== Segment start ==

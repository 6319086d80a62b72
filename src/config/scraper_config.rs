use anyhow::{Context, Result};
use serde::{Deserialize, Serialize};
use std::path::Path;
use tracing::{info, warn};

/// Configuration for the listings collector
#[derive(Debug, Clone, Default, Serialize, Deserialize)]
#[serde(default)]
pub struct ScraperConfig {
    pub site: SiteConfig,
    pub scraping: ScrapingConfig,
    pub selectors: SelectorConfig,
    pub output: OutputConfig,
}

/// Basic site information
#[derive(Debug, Clone, Serialize, Deserialize)]
#[serde(default)]
pub struct SiteConfig {
    pub name: String,
    pub base_url: String,
    /// Appended to `base_url`, the page number goes right after it
    pub category_path: String,
    pub user_agent: String,
    /// Path fragment that marks an anchor as a listing link
    pub listing_marker: String,
}

/// Scraping behavior configuration
#[derive(Debug, Clone, Serialize, Deserialize)]
#[serde(default)]
pub struct ScrapingConfig {
    pub pages: u32,
    pub limit: Option<usize>,
    pub delay_between_requests_ms: u64,
    pub timeout_seconds: u64,
}

/// CSS selectors and labels used on a listing page
#[derive(Debug, Clone, Serialize, Deserialize)]
#[serde(default)]
pub struct SelectorConfig {
    pub property_row: String,
    pub property_name: String,
    pub property_value: String,
    pub table_row: String,
    pub table_cell: String,
    pub list_item: String,
    pub price_selectors: Vec<String>,
    pub address: String,
    pub area_label: String,
}

#[derive(Debug, Clone, Serialize, Deserialize)]
#[serde(default)]
pub struct OutputConfig {
    pub csv_path: String,
    pub json_path: String,
}

impl ScraperConfig {
    /// Load configuration from TOML file
    pub fn from_file(path: &str) -> Result<Self> {
        let content = std::fs::read_to_string(path)
            .with_context(|| format!("Failed to read scraper config file: {}", path))?;
        let config: ScraperConfig = toml::from_str(&content)
            .with_context(|| format!("Failed to parse scraper config file: {}", path))?;
        Ok(config)
    }

    /// Load from `path` when it exists, built-in defaults otherwise
    pub fn load_or_default(path: &str) -> Result<Self> {
        if Path::new(path).exists() {
            info!("Loading scraper config from {}", path);
            Self::from_file(path)
        } else {
            warn!("Scraper config {} not found, using defaults", path);
            Ok(Self::default())
        }
    }

    /// URL of the category page with the given 1-based index
    pub fn category_page_url(&self, page: u32) -> String {
        format!("{}{}{}", self.site.base_url, self.site.category_path, page)
    }

    /// Resolve a listing href against the site base URL
    pub fn absolute_url(&self, href: &str) -> String {
        if href.starts_with("http") {
            href.to_string()
        } else {
            format!("{}{}", self.site.base_url, href)
        }
    }
}

impl Default for SiteConfig {
    fn default() -> Self {
        Self {
            name: "unegui".to_string(),
            base_url: "https://www.unegui.mn".to_string(),
            category_path: "/l-hdlh/l-hdlh-zarna/oron-suuts-zarna/2-r/?page=".to_string(),
            user_agent: "Mozilla/5.0".to_string(),
            listing_marker: "/adv/".to_string(),
        }
    }
}

impl Default for ScrapingConfig {
    fn default() -> Self {
        Self {
            pages: 20,
            limit: None,
            delay_between_requests_ms: 500,
            timeout_seconds: 10,
        }
    }
}

impl Default for SelectorConfig {
    fn default() -> Self {
        Self {
            property_row: ".price-title + .property".to_string(),
            property_name: ".name".to_string(),
            property_value: ".value".to_string(),
            table_row: "table tr".to_string(),
            table_cell: "td, th".to_string(),
            list_item: "ul li".to_string(),
            price_selectors: vec![".price".to_string(), ".announcement-price".to_string()],
            address: "span[itemprop=\"address\"]".to_string(),
            area_label: "Талбай".to_string(),
        }
    }
}

impl Default for OutputConfig {
    fn default() -> Self {
        Self {
            csv_path: "unegui_data.csv".to_string(),
            json_path: "unegui_data.json".to_string(),
        }
    }
}

#[cfg(test)]
mod tests {
    use super::*;

    #[test]
    fn test_default_configs() {
        let config = ScraperConfig::default();
        assert_eq!(config.scraping.pages, 20);
        assert_eq!(config.scraping.delay_between_requests_ms, 500);
        assert!(config.scraping.limit.is_none());
        assert_eq!(config.selectors.price_selectors.len(), 2);
        assert_eq!(config.selectors.area_label, "Талбай");
    }

    #[test]
    fn test_category_page_url() {
        let config = ScraperConfig::default();
        assert_eq!(
            config.category_page_url(3),
            "https://www.unegui.mn/l-hdlh/l-hdlh-zarna/oron-suuts-zarna/2-r/?page=3"
        );
    }

    #[test]
    fn test_absolute_url() {
        let config = ScraperConfig::default();
        assert_eq!(
            config.absolute_url("/adv/123_flat/"),
            "https://www.unegui.mn/adv/123_flat/"
        );
        assert_eq!(
            config.absolute_url("https://other.mn/adv/1/"),
            "https://other.mn/adv/1/"
        );
    }

    #[test]
    fn test_partial_toml_falls_back_to_defaults() {
        let config: ScraperConfig = toml::from_str(
            r#"
            [scraping]
            pages = 2
            limit = 5
            "#,
        )
        .unwrap();

        assert_eq!(config.scraping.pages, 2);
        assert_eq!(config.scraping.limit, Some(5));
        assert_eq!(config.scraping.timeout_seconds, 10);
        assert_eq!(config.site.base_url, "https://www.unegui.mn");
    }
}
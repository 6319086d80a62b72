use anyhow::Result;
use scraper::Html;
use std::collections::HashSet;
use std::time::Duration;
use tokio::time::sleep;
use tracing::{debug, info, warn};

use crate::config::ScraperConfig;
use crate::fetcher::page_source::PageSource;
use crate::models::ListingRecord;
use crate::processor::field_extractor::{ListingExtractor, parse_selector};

/// Everything a crawl accumulates. Owned by the caller so a run can be
/// seeded with URLs collected earlier.
#[derive(Debug, Default)]
pub struct CrawlState {
    seen_urls: HashSet<String>,
    records: Vec<ListingRecord>,
}

impl CrawlState {
    pub fn new() -> Self {
        Self::default()
    }

    pub fn with_seen<I: IntoIterator<Item = String>>(urls: I) -> Self {
        Self {
            seen_urls: urls.into_iter().collect(),
            records: Vec::new(),
        }
    }

    pub fn is_seen(&self, url: &str) -> bool {
        self.seen_urls.contains(url)
    }

    /// Stores the record unless its URL was already collected
    pub fn push(&mut self, record: ListingRecord) -> bool {
        if !self.seen_urls.insert(record.url.clone()) {
            return false;
        }
        self.records.push(record);
        true
    }

    pub fn len(&self) -> usize {
        self.records.len()
    }

    pub fn is_empty(&self) -> bool {
        self.records.is_empty()
    }

    pub fn records(&self) -> &[ListingRecord] {
        &self.records
    }

    pub fn into_records(self) -> Vec<ListingRecord> {
        self.records
    }
}

#[derive(Debug, Default, Clone, PartialEq, Eq)]
pub struct CrawlSummary {
    pub pages_fetched: usize,
    pub pages_failed: usize,
    pub listings_failed: usize,
    pub new_records: usize,
    pub limit_reached: bool,
}

/// Hrefs containing `marker`, first occurrence order, no repeats
pub fn extract_listing_links(html: &str, marker: &str) -> Result<Vec<String>> {
    let document = Html::parse_document(html);
    let selector = parse_selector("a[href]")?;

    let mut seen = HashSet::new();
    let links = document
        .select(&selector)
        .filter_map(|anchor| anchor.value().attr("href"))
        .filter(|href| href.contains(marker))
        .filter(|href| seen.insert(href.to_string()))
        .map(str::to_string)
        .collect();

    Ok(links)
}

/// Walks the category pages and turns every new listing into a record
pub struct Collector<S: PageSource> {
    source: S,
    extractor: ListingExtractor,
    config: ScraperConfig,
}

impl<S: PageSource> Collector<S> {
    pub fn new(source: S, extractor: ListingExtractor, config: ScraperConfig) -> Self {
        Self {
            source,
            extractor,
            config,
        }
    }

    pub async fn run(&self, state: &mut CrawlState) -> CrawlSummary {
        let mut summary = CrawlSummary::default();

        for page in 1..=self.config.scraping.pages {
            let url = self.config.category_page_url(page);
            info!("📄 Page {}: {}", page, url);

            let html = match self.source.fetch_page(&url).await {
                Ok(html) => html,
                Err(e) => {
                    warn!("Failed to fetch category page {}: {}", page, e);
                    summary.pages_failed += 1;
                    continue;
                }
            };
            summary.pages_fetched += 1;

            let links = match extract_listing_links(&html, &self.config.site.listing_marker) {
                Ok(links) => links,
                Err(e) => {
                    warn!("Failed to extract links from page {}: {}", page, e);
                    continue;
                }
            };

            let before = state.len();
            let limit_reached = self.collect_links(&links, state, &mut summary).await;
            info!(
                "Page {}: {} links, {} new listings",
                page,
                links.len(),
                state.len() - before
            );

            if limit_reached {
                info!("Reached limit of {} listings, stopping", state.len());
                summary.limit_reached = true;
                break;
            }
        }

        info!(
            "✅ Crawl finished: {} new listings, {} pages fetched, {} pages failed, {} listings failed",
            summary.new_records, summary.pages_fetched, summary.pages_failed, summary.listings_failed
        );
        summary
    }

    /// Returns true once the configured limit has been reached
    async fn collect_links(
        &self,
        links: &[String],
        state: &mut CrawlState,
        summary: &mut CrawlSummary,
    ) -> bool {
        let delay = Duration::from_millis(self.config.scraping.delay_between_requests_ms);

        for link in links {
            if let Some(limit) = self.config.scraping.limit {
                if state.len() >= limit {
                    return true;
                }
            }

            let url = self.config.absolute_url(link);
            if state.is_seen(&url) {
                debug!("Skipping already collected {}", url);
                continue;
            }

            match self.collect_listing(&url).await {
                Ok(record) => {
                    if state.push(record) {
                        summary.new_records += 1;
                    }
                }
                Err(e) => {
                    warn!("⚠️ Failed to scrape listing {}: {}", url, e);
                    summary.listings_failed += 1;
                }
            }

            sleep(delay).await;
        }

        false
    }

    pub async fn collect_listing(&self, url: &str) -> Result<ListingRecord> {
        let html = self.source.fetch_page(url).await?;
        Ok(self.extractor.extract(&html, url))
    }
}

== Segment end ==

What is expected
Repeat, exactly and only, the lines from the beginning of the material through the line that contains "Scraping behavior configuration".

Task response
repository 6319086d80a62b72
filename src/config/scraper_config.rs
use anyhow::{Context, Result};
use serde::{Deserialize, Serialize};
use std::path::Path;
use tracing::{info, warn};

/// Configuration for the listings collector
#[derive(Debug, Clone, Default, Serialize, Deserialize)]
#[serde(default)]
pub struct ScraperConfig {
    pub site: SiteConfig,
    pub scraping: ScrapingConfig,
    pub selectors: SelectorConfig,
    pub output: OutputConfig,
}

/// Basic site information
#[derive(Debug, Clone, Serialize, Deserialize)]
#[serde(default)]
pub struct SiteConfig {
    pub name: String,
    pub base_url: String,
    /// Appended to `base_url`, the page number goes right after it
    pub category_path: String,
    pub user_agent: String,
    /// Path fragment that marks an anchor as a listing link
    pub listing_marker: String,
}

/// Scraping behavior configuration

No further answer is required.